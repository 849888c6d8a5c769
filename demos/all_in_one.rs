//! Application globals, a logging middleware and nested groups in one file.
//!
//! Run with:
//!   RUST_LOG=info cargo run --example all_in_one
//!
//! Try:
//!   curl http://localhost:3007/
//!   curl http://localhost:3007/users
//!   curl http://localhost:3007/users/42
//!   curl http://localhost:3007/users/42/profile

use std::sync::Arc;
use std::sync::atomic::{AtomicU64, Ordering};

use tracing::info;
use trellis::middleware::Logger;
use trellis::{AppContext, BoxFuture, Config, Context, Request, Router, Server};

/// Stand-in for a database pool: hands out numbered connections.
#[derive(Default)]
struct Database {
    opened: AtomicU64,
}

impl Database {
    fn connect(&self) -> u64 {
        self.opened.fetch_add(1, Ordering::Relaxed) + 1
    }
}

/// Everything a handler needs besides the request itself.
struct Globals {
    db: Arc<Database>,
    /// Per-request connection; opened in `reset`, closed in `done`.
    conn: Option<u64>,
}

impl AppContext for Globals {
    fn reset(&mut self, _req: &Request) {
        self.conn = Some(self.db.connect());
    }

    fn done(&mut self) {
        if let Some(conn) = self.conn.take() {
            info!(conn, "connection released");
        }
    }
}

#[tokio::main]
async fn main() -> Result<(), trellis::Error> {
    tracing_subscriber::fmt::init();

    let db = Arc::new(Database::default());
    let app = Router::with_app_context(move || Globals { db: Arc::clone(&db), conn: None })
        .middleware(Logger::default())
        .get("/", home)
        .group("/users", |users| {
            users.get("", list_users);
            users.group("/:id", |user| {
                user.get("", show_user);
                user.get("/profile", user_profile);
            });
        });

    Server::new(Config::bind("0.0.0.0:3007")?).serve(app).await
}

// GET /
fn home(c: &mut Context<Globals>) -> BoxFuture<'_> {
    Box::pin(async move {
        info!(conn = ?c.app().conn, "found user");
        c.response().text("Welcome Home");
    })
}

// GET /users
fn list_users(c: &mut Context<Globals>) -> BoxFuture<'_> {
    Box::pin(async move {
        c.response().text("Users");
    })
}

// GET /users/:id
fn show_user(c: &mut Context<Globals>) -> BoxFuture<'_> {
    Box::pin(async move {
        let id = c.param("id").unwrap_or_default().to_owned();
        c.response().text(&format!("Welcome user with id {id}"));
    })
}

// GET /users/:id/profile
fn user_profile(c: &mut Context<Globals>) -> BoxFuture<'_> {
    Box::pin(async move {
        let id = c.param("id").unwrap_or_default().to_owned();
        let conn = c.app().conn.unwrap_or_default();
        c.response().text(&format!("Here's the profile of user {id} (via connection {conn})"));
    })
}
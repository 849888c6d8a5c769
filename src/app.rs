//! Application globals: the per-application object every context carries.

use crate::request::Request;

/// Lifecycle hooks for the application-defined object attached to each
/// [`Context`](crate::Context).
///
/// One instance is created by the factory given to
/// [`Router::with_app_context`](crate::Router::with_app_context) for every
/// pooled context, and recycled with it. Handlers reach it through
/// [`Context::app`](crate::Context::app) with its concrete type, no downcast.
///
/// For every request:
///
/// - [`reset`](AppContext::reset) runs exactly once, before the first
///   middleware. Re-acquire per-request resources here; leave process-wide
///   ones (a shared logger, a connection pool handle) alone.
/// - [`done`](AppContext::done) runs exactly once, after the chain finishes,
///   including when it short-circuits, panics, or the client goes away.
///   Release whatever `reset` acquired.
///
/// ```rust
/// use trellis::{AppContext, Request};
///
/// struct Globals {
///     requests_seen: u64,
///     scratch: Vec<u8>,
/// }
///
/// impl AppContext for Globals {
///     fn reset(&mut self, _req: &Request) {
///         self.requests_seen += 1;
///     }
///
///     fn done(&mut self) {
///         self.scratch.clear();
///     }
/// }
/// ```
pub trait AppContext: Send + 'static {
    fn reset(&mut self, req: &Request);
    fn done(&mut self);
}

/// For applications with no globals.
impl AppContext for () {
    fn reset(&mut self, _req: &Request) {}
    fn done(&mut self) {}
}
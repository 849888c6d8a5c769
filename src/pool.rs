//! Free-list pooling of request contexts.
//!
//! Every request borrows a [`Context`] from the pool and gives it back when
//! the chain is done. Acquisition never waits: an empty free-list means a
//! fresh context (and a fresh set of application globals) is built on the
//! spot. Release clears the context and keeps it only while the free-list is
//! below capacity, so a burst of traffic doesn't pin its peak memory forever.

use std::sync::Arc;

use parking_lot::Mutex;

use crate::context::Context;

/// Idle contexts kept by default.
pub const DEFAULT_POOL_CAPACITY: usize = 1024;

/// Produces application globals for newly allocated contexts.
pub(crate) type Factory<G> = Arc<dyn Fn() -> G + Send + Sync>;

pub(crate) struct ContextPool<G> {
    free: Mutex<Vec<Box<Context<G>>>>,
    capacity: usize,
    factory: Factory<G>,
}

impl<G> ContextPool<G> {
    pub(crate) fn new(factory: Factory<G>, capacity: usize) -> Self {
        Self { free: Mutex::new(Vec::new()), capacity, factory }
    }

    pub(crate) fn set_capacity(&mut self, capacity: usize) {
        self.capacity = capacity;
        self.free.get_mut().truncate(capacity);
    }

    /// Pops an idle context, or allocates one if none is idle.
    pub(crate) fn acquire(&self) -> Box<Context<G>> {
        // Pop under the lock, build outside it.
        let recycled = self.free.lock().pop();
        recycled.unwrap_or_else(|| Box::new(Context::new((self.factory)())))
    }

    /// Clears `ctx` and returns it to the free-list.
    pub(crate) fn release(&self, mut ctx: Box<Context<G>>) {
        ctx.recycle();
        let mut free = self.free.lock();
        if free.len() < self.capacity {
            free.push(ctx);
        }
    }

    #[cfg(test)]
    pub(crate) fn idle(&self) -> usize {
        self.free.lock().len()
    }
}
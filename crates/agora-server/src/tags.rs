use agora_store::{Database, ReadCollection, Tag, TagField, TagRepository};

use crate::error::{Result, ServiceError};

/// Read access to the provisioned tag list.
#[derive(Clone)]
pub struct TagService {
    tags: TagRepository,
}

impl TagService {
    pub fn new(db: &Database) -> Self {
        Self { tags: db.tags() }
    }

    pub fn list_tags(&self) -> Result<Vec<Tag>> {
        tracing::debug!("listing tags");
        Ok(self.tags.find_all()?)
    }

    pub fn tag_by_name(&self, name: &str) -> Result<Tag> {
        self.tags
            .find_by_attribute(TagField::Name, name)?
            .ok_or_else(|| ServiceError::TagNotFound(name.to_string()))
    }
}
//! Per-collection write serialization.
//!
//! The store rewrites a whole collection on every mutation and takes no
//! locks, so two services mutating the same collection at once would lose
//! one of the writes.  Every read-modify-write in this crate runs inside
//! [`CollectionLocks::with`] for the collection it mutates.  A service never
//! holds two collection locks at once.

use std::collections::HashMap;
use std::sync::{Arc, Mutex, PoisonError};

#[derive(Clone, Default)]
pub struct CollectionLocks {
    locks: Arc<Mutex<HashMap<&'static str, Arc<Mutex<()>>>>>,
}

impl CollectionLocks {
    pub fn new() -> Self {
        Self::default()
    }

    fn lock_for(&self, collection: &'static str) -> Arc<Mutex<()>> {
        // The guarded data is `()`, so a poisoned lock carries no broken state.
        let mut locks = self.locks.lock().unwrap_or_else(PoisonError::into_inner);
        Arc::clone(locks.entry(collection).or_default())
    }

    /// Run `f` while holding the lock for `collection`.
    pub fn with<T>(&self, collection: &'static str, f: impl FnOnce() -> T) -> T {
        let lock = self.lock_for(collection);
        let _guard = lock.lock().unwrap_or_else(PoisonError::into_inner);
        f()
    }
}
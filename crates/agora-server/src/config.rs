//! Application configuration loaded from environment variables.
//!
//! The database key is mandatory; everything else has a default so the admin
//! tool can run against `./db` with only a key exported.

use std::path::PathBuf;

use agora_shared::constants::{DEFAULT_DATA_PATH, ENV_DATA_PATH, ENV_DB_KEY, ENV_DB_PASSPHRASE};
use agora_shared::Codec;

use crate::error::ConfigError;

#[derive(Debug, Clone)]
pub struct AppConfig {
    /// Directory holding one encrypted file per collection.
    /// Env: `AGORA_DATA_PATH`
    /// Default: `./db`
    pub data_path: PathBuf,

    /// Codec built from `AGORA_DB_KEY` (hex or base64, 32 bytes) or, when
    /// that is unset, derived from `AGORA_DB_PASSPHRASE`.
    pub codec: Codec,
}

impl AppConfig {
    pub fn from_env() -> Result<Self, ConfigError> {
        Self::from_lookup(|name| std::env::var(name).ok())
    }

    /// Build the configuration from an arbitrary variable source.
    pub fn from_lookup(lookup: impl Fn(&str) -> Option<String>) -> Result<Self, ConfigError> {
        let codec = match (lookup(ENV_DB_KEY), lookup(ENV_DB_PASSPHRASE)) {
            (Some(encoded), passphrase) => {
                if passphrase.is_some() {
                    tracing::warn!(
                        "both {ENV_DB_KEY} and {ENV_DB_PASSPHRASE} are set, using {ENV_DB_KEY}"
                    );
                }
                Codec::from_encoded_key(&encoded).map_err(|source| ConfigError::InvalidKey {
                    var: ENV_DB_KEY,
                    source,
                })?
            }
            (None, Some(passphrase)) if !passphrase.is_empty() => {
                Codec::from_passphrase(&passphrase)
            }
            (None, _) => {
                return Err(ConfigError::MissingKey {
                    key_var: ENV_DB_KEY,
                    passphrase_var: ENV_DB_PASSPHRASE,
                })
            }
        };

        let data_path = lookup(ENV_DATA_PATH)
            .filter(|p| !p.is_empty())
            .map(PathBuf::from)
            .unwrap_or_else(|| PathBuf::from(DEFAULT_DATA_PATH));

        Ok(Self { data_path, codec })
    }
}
______________________________
## EXERCISE
In the data above, tally the lines that contain the string "opened" and give that figure alone.

## SOLUTION TO THE EXERCISE
3